St John was Member of Parliament for Wiltshire from 1624 to 1625 and High Sheriff of Wiltshire from 1632 to 1633.[1]

During the English Civil War, St John and his family supported the Royalist cause. Three of his sons were slain in the service of King Charles I: William, his second son, was killed at the taking of Cirencester, in Gloucestershire, under Prince Rupert; Edward, the third son, at the Battle of Newbury, in Berkshire; and John, the fifth son, in the north.[3]

Only two of his eight sons survived him, and it was his sixth son, Walter, who became his heir. Sir Walter went on to found the Sir Walter St John School at Battersea.[4]

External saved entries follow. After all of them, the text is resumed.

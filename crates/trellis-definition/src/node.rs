use serde::{Deserialize, Serialize};

use crate::enums::{ActionType, ComparisonOperator, EventType, LogicOp};

/// A node in the workflow graph.
#[derive(Debug, Clone, PartialEq, Serialize, Deserialize)]
pub struct NodeDef {
  pub id: String,
  #[serde(flatten)]
  pub data: NodeData,
}

impl NodeDef {
  pub fn is_trigger(&self) -> bool {
    matches!(self.data, NodeData::Trigger(_))
  }

  pub fn is_action(&self) -> bool {
    matches!(self.data, NodeData::Action(_))
  }

  /// True for nodes with tagged out-edges (`true`/`false`, `body`/`exit`).
  pub fn is_branching(&self) -> bool {
    matches!(self.data, NodeData::Condition(_) | NodeData::Loop(_))
  }

  pub fn kind(&self) -> &'static str {
    match self.data {
      NodeData::Trigger(_) => "trigger",
      NodeData::Action(_) => "action",
      NodeData::Condition(_) => "condition",
      NodeData::Loop(_) => "loop",
    }
  }
}

/// Node payload, tagged by the node's `type` with the shape under `data`.
#[derive(Debug, Clone, PartialEq, Serialize, Deserialize)]
#[serde(tag = "type", content = "data", rename_all = "snake_case")]
pub enum NodeData {
  /// The unique entry point; exactly one per definition.
  Trigger(TriggerData),
  /// A leaf unit of work; config values may embed `{{path}}` tokens.
  Action(ActionData),
  /// Branches on a comparison chain; out-edges tagged `true`/`false`.
  Condition(ConditionData),
  /// Iterates a collection; out-edges tagged `body`/`exit`.
  Loop(LoopData),
}

#[derive(Debug, Clone, PartialEq, Serialize, Deserialize)]
#[serde(rename_all = "camelCase")]
pub struct TriggerData {
  pub trigger_type: EventType,
  pub object_name: String,
}

#[derive(Debug, Clone, PartialEq, Serialize, Deserialize)]
#[serde(rename_all = "camelCase")]
pub struct ActionData {
  pub action_type: ActionType,
  #[serde(default)]
  pub config: serde_json::Map<String, serde_json::Value>,
}

/// One comparison clause.
///
/// `logic` joins this clause to the running result of the clauses before it
/// and is ignored on the first clause of a node.
#[derive(Debug, Clone, PartialEq, Serialize, Deserialize)]
pub struct ConditionTerm {
  pub field: String,
  pub operator: ComparisonOperator,
  #[serde(default)]
  pub value: serde_json::Value,
  #[serde(default, skip_serializing_if = "Option::is_none")]
  pub logic: Option<LogicOp>,
}

/// A condition node's clause list: the primary clause inline plus any
/// further clauses, evaluated strictly left to right.
#[derive(Debug, Clone, PartialEq, Serialize, Deserialize)]
pub struct ConditionData {
  #[serde(flatten)]
  pub first: ConditionTerm,
  #[serde(default, skip_serializing_if = "Vec::is_empty")]
  pub conditions: Vec<ConditionTerm>,
}

impl ConditionData {
  /// All clauses in author order.
  pub fn terms(&self) -> impl Iterator<Item = &ConditionTerm> {
    std::iter::once(&self.first).chain(self.conditions.iter())
  }
}

#[derive(Debug, Clone, PartialEq, Serialize, Deserialize)]
#[serde(rename_all = "camelCase")]
pub struct LoopData {
  /// Expression resolving to the sequence to iterate, e.g. `record.contacts`.
  pub collection: String,
  /// Run variable bound to the current element inside the body.
  pub item_variable: String,
}
use chrono::{DateTime, Utc};
use serde::{Deserialize, Serialize};
use sqlx::FromRow;
use sqlx::types::Json;
use trellis_definition::DomainEvent;

/// Status of an execution run.
#[derive(Debug, Clone, Copy, PartialEq, Eq, Serialize, Deserialize, sqlx::Type)]
#[serde(rename_all = "snake_case")]
#[sqlx(rename_all = "snake_case")]
pub enum RunStatus {
  Pending,
  Running,
  Suspended,
  Completed,
  Failed,
  Cancelled,
}

impl RunStatus {
  pub fn is_terminal(&self) -> bool {
    matches!(
      self,
      RunStatus::Completed | RunStatus::Failed | RunStatus::Cancelled
    )
  }
}

/// Outcome of one node visit within a run.
#[derive(Debug, Clone, Copy, PartialEq, Eq, Serialize, Deserialize, sqlx::Type)]
#[serde(rename_all = "snake_case")]
#[sqlx(rename_all = "snake_case")]
pub enum ActionStatus {
  Succeeded,
  Failed,
  Skipped,
}

/// One execution of a definition against one triggering event.
#[derive(Debug, Clone, PartialEq, Serialize, Deserialize, FromRow)]
pub struct ExecutionRun {
  pub run_id: String,
  pub definition_id: String,
  /// Version pinned at start; resume reloads exactly this version.
  pub definition_version: i64,
  pub status: RunStatus,
  pub event: Json<DomainEvent>,
  /// Serialized traversal state while the run is suspended at a delay.
  pub cursor: Option<Json<serde_json::Value>>,
  /// When a suspended run becomes due for `resume`.
  pub wake_at: Option<DateTime<Utc>>,
  pub started_at: DateTime<Utc>,
  pub completed_at: Option<DateTime<Utc>>,
}

/// A persisted per-node result. The list for a run is append-only and its
/// order is the order nodes were visited (loop iterations in element order).
#[derive(Debug, Clone, PartialEq, Serialize, Deserialize, FromRow)]
pub struct ActionResult {
  pub result_id: String,
  pub run_id: String,
  pub node_id: String,
  pub status: ActionStatus,
  pub output: Option<Json<serde_json::Value>>,
  pub error: Option<String>,
  pub created_at: DateTime<Utc>,
}
use std::collections::HashMap;
use std::sync::Mutex;

use async_trait::async_trait;
use chrono::{DateTime, Utc};
use trellis_definition::WorkflowDefinition;

use crate::types::{ActionResult, ExecutionRun, RunStatus};
use crate::{Error, Store};

/// In-memory store for embedding and tests. Same semantics as the SQLite
/// store, including the atomic resume claim.
#[derive(Default)]
pub struct MemoryStore {
  inner: Mutex<Inner>,
}

#[derive(Default)]
struct Inner {
  /// (definition_id, version) -> definition.
  definitions: HashMap<(String, i64), WorkflowDefinition>,
  runs: HashMap<String, ExecutionRun>,
  /// run_id -> results in append order.
  results: HashMap<String, Vec<ActionResult>>,
}

impl MemoryStore {
  pub fn new() -> Self {
    Self::default()
  }

  fn lock(&self) -> std::sync::MutexGuard<'_, Inner> {
    self.inner.lock().unwrap_or_else(|e| e.into_inner())
  }
}

#[async_trait]
impl Store for MemoryStore {
  async fn save_definition(&self, def: &WorkflowDefinition) -> Result<i64, Error> {
    let mut inner = self.lock();
    let version = inner
      .definitions
      .keys()
      .filter(|(id, _)| id == &def.id)
      .map(|(_, v)| *v)
      .max()
      .unwrap_or(0)
      + 1;
    let mut stored = def.clone();
    stored.version = version;
    inner.definitions.insert((def.id.clone(), version), stored);
    Ok(version)
  }

  async fn get_definition(&self, id: &str, version: i64) -> Result<WorkflowDefinition, Error> {
    self
      .lock()
      .definitions
      .get(&(id.to_string(), version))
      .cloned()
      .ok_or_else(|| Error::NotFound(format!("definition {id} v{version}")))
  }

  async fn latest_definition(&self, id: &str) -> Result<WorkflowDefinition, Error> {
    let inner = self.lock();
    inner
      .definitions
      .iter()
      .filter(|((def_id, _), _)| def_id == id)
      .max_by_key(|((_, version), _)| *version)
      .map(|(_, def)| def.clone())
      .ok_or_else(|| Error::NotFound(format!("definition {id}")))
  }

  async fn active_definitions(&self, object_type: &str) -> Result<Vec<WorkflowDefinition>, Error> {
    let inner = self.lock();
    let mut latest: HashMap<&str, &WorkflowDefinition> = HashMap::new();
    for ((id, version), def) in &inner.definitions {
      match latest.get(id.as_str()) {
        Some(existing) if existing.version >= *version => {}
        _ => {
          latest.insert(id.as_str(), def);
        }
      }
    }
    Ok(
      latest
        .into_values()
        .filter(|def| def.is_active && def.object_id == object_type)
        .cloned()
        .collect(),
    )
  }

  async fn create_run(&self, run: &ExecutionRun) -> Result<(), Error> {
    let mut inner = self.lock();
    inner.runs.insert(run.run_id.clone(), run.clone());
    inner.results.entry(run.run_id.clone()).or_default();
    Ok(())
  }

  async fn get_run(&self, run_id: &str) -> Result<ExecutionRun, Error> {
    self
      .lock()
      .runs
      .get(run_id)
      .cloned()
      .ok_or_else(|| Error::NotFound(format!("run {run_id}")))
  }

  async fn update_run_status(
    &self,
    run_id: &str,
    status: RunStatus,
    completed_at: Option<DateTime<Utc>>,
  ) -> Result<(), Error> {
    let mut inner = self.lock();
    let run = inner
      .runs
      .get_mut(run_id)
      .ok_or_else(|| Error::NotFound(format!("run {run_id}")))?;
    run.status = status;
    run.completed_at = completed_at;
    run.cursor = None;
    run.wake_at = None;
    Ok(())
  }

  async fn suspend_run(
    &self,
    run_id: &str,
    cursor: &serde_json::Value,
    wake_at: DateTime<Utc>,
  ) -> Result<(), Error> {
    let mut inner = self.lock();
    let run = inner
      .runs
      .get_mut(run_id)
      .ok_or_else(|| Error::NotFound(format!("run {run_id}")))?;
    run.status = RunStatus::Suspended;
    run.cursor = Some(sqlx::types::Json(cursor.clone()));
    run.wake_at = Some(wake_at);
    Ok(())
  }

  async fn claim_resume(&self, run_id: &str) -> Result<ExecutionRun, Error> {
    let mut inner = self.lock();
    let run = inner
      .runs
      .get_mut(run_id)
      .ok_or_else(|| Error::NotFound(format!("run {run_id}")))?;
    if run.status != RunStatus::Suspended {
      return Err(Error::Conflict(format!("run {run_id} is not suspended")));
    }
    run.status = RunStatus::Running;
    Ok(run.clone())
  }

  async fn append_result(&self, result: &ActionResult) -> Result<(), Error> {
    let mut inner = self.lock();
    inner
      .results
      .entry(result.run_id.clone())
      .or_default()
      .push(result.clone());
    Ok(())
  }

  async fn list_results(&self, run_id: &str) -> Result<Vec<ActionResult>, Error> {
    Ok(self.lock().results.get(run_id).cloned().unwrap_or_default())
  }

  async fn due_runs(&self, now: DateTime<Utc>) -> Result<Vec<ExecutionRun>, Error> {
    let inner = self.lock();
    let mut due: Vec<ExecutionRun> = inner
      .runs
      .values()
      .filter(|run| run.status == RunStatus::Suspended)
      .filter(|run| run.wake_at.is_some_and(|wake| wake <= now))
      .cloned()
      .collect();
    due.sort_by_key(|run| run.wake_at);
    Ok(due)
  }

  async fn list_runs(&self, definition_id: &str) -> Result<Vec<ExecutionRun>, Error> {
    let inner = self.lock();
    let mut runs: Vec<ExecutionRun> = inner
      .runs
      .values()
      .filter(|run| run.definition_id == definition_id)
      .cloned()
      .collect();
    runs.sort_by(|a, b| b.started_at.cmp(&a.started_at));
    Ok(runs)
  }
}
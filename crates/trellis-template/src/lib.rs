//! Trellis Template
//!
//! Run-scoped data context, `{{dotted.path}}` template resolution, and
//! condition evaluation.
//!
//! Templates are rendered with minijinja against an explicit [`Context`]
//! value; there is no ambient state, so resolution is deterministic and
//! testable in isolation. Resolution is best-effort: missing paths render to
//! the empty string and malformed templates pass through unchanged, because
//! user data is often sparse and a broken token must never fail a run.

mod condition;
mod context;
mod error;
mod resolve;

pub use condition::{evaluate, evaluate_chain};
pub use context::Context;
pub use error::TemplateError;
pub use resolve::{resolve, resolve_config};
use std::cell::RefCell;
use std::rc::Rc;
use wasm_bindgen::closure::Closure;
use wasm_bindgen::prelude::*;

mod api;
mod error;
mod interop;

pub(crate) struct Host {
    pub(crate) editor: zoneedit::Editor,
    pub(crate) on_change: Option<js_sys::Function>,
    pub(crate) on_redraw: Option<js_sys::Function>,
    pub(crate) available_classes: Vec<String>,
    pub(crate) frame: Option<i32>,
    pub(crate) disposed: bool,
}

/// JS-facing wrapper around the core editor. Shared behind `Rc<RefCell>`
/// so the animation-frame deferral can reach it after the call that
/// scheduled it has returned.
#[wasm_bindgen]
pub struct ZoneEditor {
    pub(crate) host: Rc<RefCell<Host>>,
    pub(crate) frame_cb: Rc<RefCell<Option<Closure<dyn FnMut(f64)>>>>,
}
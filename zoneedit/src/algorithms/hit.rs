use crate::geometry::math::{point_in_polygon, seg_distance_sq};
use crate::geometry::tolerance::{EDGE_TOL_PX, VERTEX_RADIUS_PX, VERTEX_RADIUS_SELECTED_PX};
use crate::mapper::SurfaceMap;
use crate::model::{Hit, Zone};

/// Resolve what lies under a pixel position. Ordering is fixed so that
/// overlapping geometry resolves deterministically: the selected zone is
/// probed before all others (list order), and vertices are probed across
/// every zone before edges, before interiors, so a small handle is never
/// shadowed by a sibling's body.
pub fn hit_impl(zones: &[Zone], selected: Option<usize>, map: &SurfaceMap, px: f32, py: f32) -> Option<Hit> {
    let order = probe_order(zones.len(), selected);
    // Vertices
    for &zi in &order {
        let r = if selected == Some(zi) { VERTEX_RADIUS_SELECTED_PX } else { VERTEX_RADIUS_PX };
        let r2 = r * r;
        let mut best: Option<(usize, f32)> = None;
        for (vi, v) in zones[zi].polygon.iter().enumerate() {
            let (vx, vy) = map.to_px(v.x, v.y);
            let dx = vx - px; let dy = vy - py; let d2 = dx*dx + dy*dy;
            if d2 <= r2 && best.map_or(true, |(_, bd)| d2 < bd) { best = Some((vi, d2)); }
        }
        if let Some((vi, d2)) = best {
            return Some(Hit::Vertex { zone: zi, vertex: vi, dist: d2.sqrt() });
        }
    }
    // Edges
    let tol2 = EDGE_TOL_PX * EDGE_TOL_PX;
    for &zi in &order {
        let pts = pixel_ring(&zones[zi], map);
        let mut best: Option<(usize, f32, f32)> = None;
        for ei in 0..pts.len() {
            let (x1, y1) = pts[ei];
            let (x2, y2) = pts[(ei + 1) % pts.len()];
            let (d2, t) = seg_distance_sq(px, py, x1, y1, x2, y2);
            if d2 <= tol2 && best.map_or(true, |(_, bd, _)| d2 < bd) { best = Some((ei, d2, t)); }
        }
        if let Some((ei, d2, t)) = best {
            return Some(Hit::Edge { zone: zi, edge: ei, t, dist: d2.sqrt() });
        }
    }
    // Interiors
    for &zi in &order {
        if point_in_polygon(px, py, &pixel_ring(&zones[zi], map)) {
            return Some(Hit::Body { zone: zi });
        }
    }
    None
}

fn probe_order(len: usize, selected: Option<usize>) -> Vec<usize> {
    let mut order = Vec::with_capacity(len);
    if let Some(s) = selected {
        if s < len { order.push(s); }
    }
    for i in 0..len {
        if Some(i) != selected { order.push(i); }
    }
    order
}

pub(crate) fn pixel_ring(zone: &Zone, map: &SurfaceMap) -> Vec<(f32, f32)> {
    zone.polygon.iter().map(|v| map.to_px(v.x, v.y)).collect()
}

He was the third child and eldest son of Sir John St John (1560–1594) and of Lucy Hungerford (1560–1627), daughter of Sir Walter Hungerford (Knight of Farley) and a granddaughter of the attainted and executed Walter Hungerford, 1st Baron Hungerford of Heytesbury.[5]

He married twice, first to Anne Leighton (died 18 September 1628 in childbirth),[2] a daughter of Sir Thomas Leighton of Feckenham in Worcestershire, Governor of Jersey and Guernsey, and Elizabeth Knollys, and secondly Margaret Whitmore, the widow of Sir Richard Grubham. With his first wife, he had thirteen children. He was the brother-in-law of Sir Allen Apsley.[citation needed]

St John himself was the ancestor of the Viscounts Bolingbroke and the Viscounts St John, while his uncle, Oliver St John, was created the first Viscount Grandison in 1620.[citation needed]


Anne Leighton, St John's first wife, died giving birth to Henry in July 1628 after having borne twelve other children.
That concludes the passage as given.